→ DATA FOR THIS TASK
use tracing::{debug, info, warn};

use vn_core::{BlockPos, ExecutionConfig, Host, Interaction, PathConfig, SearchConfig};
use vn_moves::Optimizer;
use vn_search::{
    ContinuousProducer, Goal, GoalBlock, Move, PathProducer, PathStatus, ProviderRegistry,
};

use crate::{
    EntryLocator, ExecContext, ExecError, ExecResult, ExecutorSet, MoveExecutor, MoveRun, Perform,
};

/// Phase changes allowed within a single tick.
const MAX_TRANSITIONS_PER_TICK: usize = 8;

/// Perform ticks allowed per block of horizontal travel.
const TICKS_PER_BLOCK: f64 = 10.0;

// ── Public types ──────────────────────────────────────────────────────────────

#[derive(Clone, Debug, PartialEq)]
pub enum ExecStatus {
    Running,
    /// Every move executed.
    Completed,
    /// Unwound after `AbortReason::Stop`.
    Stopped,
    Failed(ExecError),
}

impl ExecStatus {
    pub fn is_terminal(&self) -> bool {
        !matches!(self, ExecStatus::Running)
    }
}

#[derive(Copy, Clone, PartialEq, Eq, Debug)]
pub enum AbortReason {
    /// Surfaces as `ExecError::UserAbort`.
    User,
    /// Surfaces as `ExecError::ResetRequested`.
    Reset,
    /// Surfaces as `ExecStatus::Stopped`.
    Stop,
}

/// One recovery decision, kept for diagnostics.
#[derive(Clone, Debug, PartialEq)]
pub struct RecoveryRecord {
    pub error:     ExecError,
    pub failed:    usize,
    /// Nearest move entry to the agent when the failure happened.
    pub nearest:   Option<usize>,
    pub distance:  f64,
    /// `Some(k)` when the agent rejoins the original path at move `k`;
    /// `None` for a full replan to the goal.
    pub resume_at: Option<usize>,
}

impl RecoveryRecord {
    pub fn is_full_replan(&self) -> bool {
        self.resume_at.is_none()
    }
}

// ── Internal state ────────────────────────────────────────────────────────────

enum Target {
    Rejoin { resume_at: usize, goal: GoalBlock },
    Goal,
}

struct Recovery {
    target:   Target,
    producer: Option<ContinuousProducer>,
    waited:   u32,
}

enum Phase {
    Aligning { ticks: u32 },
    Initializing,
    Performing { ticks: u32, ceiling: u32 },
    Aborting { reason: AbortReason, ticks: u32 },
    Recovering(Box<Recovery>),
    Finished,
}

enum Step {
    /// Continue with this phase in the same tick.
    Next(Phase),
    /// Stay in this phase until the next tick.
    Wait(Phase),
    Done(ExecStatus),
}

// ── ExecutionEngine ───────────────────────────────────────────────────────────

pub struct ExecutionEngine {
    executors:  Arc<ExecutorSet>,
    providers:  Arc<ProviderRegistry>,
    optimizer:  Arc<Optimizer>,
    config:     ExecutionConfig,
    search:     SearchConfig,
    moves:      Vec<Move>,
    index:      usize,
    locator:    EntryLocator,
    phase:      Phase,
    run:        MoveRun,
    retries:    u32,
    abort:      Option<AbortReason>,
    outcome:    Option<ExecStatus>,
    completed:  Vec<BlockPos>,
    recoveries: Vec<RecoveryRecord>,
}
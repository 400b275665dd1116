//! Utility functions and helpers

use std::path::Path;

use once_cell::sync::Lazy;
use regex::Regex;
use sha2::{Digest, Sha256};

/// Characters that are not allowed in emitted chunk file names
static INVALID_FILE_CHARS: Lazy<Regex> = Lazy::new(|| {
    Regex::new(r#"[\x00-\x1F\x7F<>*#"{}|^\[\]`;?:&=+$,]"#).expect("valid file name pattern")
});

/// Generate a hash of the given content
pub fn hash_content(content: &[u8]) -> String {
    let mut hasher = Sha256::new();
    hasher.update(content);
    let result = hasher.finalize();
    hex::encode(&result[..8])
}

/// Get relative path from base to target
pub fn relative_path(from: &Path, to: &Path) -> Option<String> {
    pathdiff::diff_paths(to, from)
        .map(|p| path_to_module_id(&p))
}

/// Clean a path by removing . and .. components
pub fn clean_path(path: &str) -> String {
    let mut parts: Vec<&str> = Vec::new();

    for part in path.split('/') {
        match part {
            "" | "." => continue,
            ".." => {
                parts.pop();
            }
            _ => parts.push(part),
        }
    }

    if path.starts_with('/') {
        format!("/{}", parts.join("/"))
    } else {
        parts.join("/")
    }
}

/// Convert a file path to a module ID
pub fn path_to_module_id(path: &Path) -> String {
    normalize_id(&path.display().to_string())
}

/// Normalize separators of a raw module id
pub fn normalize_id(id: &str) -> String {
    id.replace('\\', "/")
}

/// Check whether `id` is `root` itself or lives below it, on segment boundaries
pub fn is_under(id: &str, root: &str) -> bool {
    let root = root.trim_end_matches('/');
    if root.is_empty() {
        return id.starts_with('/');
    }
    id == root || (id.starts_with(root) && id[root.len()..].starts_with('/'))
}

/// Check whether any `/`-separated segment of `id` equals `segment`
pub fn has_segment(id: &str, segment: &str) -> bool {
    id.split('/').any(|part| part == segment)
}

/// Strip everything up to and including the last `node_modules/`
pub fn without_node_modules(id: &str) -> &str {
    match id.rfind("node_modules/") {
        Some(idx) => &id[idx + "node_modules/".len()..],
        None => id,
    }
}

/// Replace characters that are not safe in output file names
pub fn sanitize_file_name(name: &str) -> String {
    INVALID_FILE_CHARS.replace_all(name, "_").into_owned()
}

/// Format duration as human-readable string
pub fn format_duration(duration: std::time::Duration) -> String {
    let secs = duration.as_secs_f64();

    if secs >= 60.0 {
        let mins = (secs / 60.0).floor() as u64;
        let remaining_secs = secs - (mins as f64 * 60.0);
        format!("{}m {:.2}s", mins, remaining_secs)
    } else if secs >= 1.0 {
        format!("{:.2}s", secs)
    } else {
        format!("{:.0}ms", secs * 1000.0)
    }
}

→ WORK INSTRUCTION
Given the records above, restate word for word only the lines starting at the one with "let root = root.trim_end_matches('/');" and ending at the one with "pub fn sanitize_file_name(name: &str)".

→ EXERCISE RESULT
    let root = root.trim_end_matches('/');
    if root.is_empty() {
        return id.starts_with('/');
    }
    id == root || (id.starts_with(root) && id[root.len()..].starts_with('/'))
}

/// Check whether any `/`-separated segment of `id` equals `segment`
pub fn has_segment(id: &str, segment: &str) -> bool {
    id.split('/').any(|part| part == segment)
}

/// Strip everything up to and including the last `node_modules/`
pub fn without_node_modules(id: &str) -> &str {
    match id.rfind("node_modules/") {
        Some(idx) => &id[idx + "node_modules/".len()..],
        None => id,
    }
}

/// Replace characters that are not safe in output file names
pub fn sanitize_file_name(name: &str) -> String {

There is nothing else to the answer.